What will this mean to home field advantage? One line of thought suggests road teams will benefit from being able to hear signals on offense that are often drowned out by crowd noise. Another consideration is whether teams will be regulated as to how much, if any, crowd noise will be allowed to be pumped into largely empty stadiums.
Atlanta was fined $350,000 and lost a fifth round draft pick for piping in crowd noise early last decade. Interestingly, this aspect has made NBA and NHL games in their “bubbles” more enjoyable for many television viewers.
3. The Brady Factor — Part A: Tampa Bay goes from the NFL’s most turnover prone QB (Jameis Winston with 30 interceptions and 5 lost fumbles) to one of the least prone (Tom Brady, 8 and 1). That difference of 26 is an average of more than 1.5 per game. That projects a huge turnaround for a Tampa team that was 7-9 last season with six of the nine losses by 7 points or less.

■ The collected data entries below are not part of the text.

//! witr-core: why is this running?
//!
//! OS-agnostic core of witr. Resolves a PID, port or name to one process,
//! walks its ancestry and classifies what launched it. All OS access goes
//! through the traits in [`sources`]; `witr-platform` provides the
//! implementations.
//!
//! # Modules
//!
//! - [`models`] - Core data structures (Target, ProcessRecord, AncestryChain, Source, ...)
//! - [`resolver`] - Target Resolver
//! - [`ancestry`] - Ancestry Walker
//! - [`classifier`] - Origin Classifier and its detectors
//! - [`ambiguity`] - Shared disambiguation for port and name queries
//! - [`analyzer`] - Resolve, walk, classify and collect context into a [`Report`]
//! - [`render`] - Output formatters (human, tree, short, JSON)
//!
//! # Example
//!
//! ```ignore
//! use witr_core::{analyze, AnalyzeOptions, Classifier, Target, render};
//!
//! let sources = witr_platform::native_sources(Default::default());
//! let report = analyze(&Target::port("8080"), &sources, &Classifier::default(), &AnalyzeOptions::default())?;
//! println!("{}", render::render_human(&report));
//! ```

pub mod ambiguity;
pub mod analyzer;
pub mod ancestry;
pub mod classifier;
pub mod error;
pub mod models;
pub mod render;
pub mod report;
pub mod resolver;
pub mod socket;
pub mod sources;
pub mod tables;

#[cfg(test)]
pub(crate) mod test_support;

// Re-export commonly used types at crate root
pub use ambiguity::{Ambiguity, Candidate, CandidateOrigin};
pub use analyzer::{analyze, AnalyzeOptions};
pub use ancestry::walk;
pub use classifier::{classify, Classifier, Detector};
pub use error::{ResolveError, SourceError, SourceResult};
pub use models::{
    AncestryChain, Confidence, Evidence, ProcessFacts, ProcessRecord, ProcessState, Signal, Source,
    SourceKind, Target, TargetKind, Warning,
};
pub use report::Report;
pub use resolver::{ResolutionOutcome, Resolver};
pub use socket::{Connection, ListeningSocket, OwnerHandle, Protocol, TcpState};
pub use sources::{NoServiceManager, ProcessTable, ServiceManager, SocketTable, Sources};
pub use tables::{LaunchTables, TableExtensions};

Sure, Brady just turned 43 but Methuselah’s been to four Super Bowls in the past six seasons, winning three. He’ll need both better protection and be asked to throw fewer deep balls. But with un-retired TE Rob Gronkowski and a host of talented receivers Brady should succeed under coach Bruce Arians. Which would take the pressure off a defense that showed steady improvement over the second half of last season.
4. The Brady Factor — Part B: In New England, Cam Newton, reportedly as healthy as he’s been in years, is likely to win the job of replacing Tom Brady at QB.
Of course coach Bill Belichick remains in charge of a Patriots team that won 10 or more games in 18 of the past 19 seasons, with 10 straight seasons of 12 or more. That streak likely ends but don’t count out the Patriots exceeding their Season Wins Total of 9 (plus 120).
You may recall in 2008 Brady was lost for the season in the first half of the first game. Yet Belichick, with QB Matt Cassel, guided the Pats to an 11-5 record. If you’re a big believer in the Pats, you can play Over 9.5 Wins at +155). Not only has Belichick excelled with in-game adjustments, he’s also been a master of in-season roster changes.
5. When to bet: Conventional wisdom holds that those who bet early — often the “sharps” and professionals — get the best number. Being proficient at projecting line moves offers not just the best line but also the possibility of ‘middles’ when the anticipated line move occurs.
The time-tested axiom is “bet favorites early and underdogs late” as the public comes in later in the week and usually backs favored teams. But that notion may be thrown out of whack this season should players test positive in mid- to late-week.
Depending on the number and importance of such a player who would likely be ruled out of an upcoming game, we may see some volatile line moves as rumors or announcements are denied or confirmed.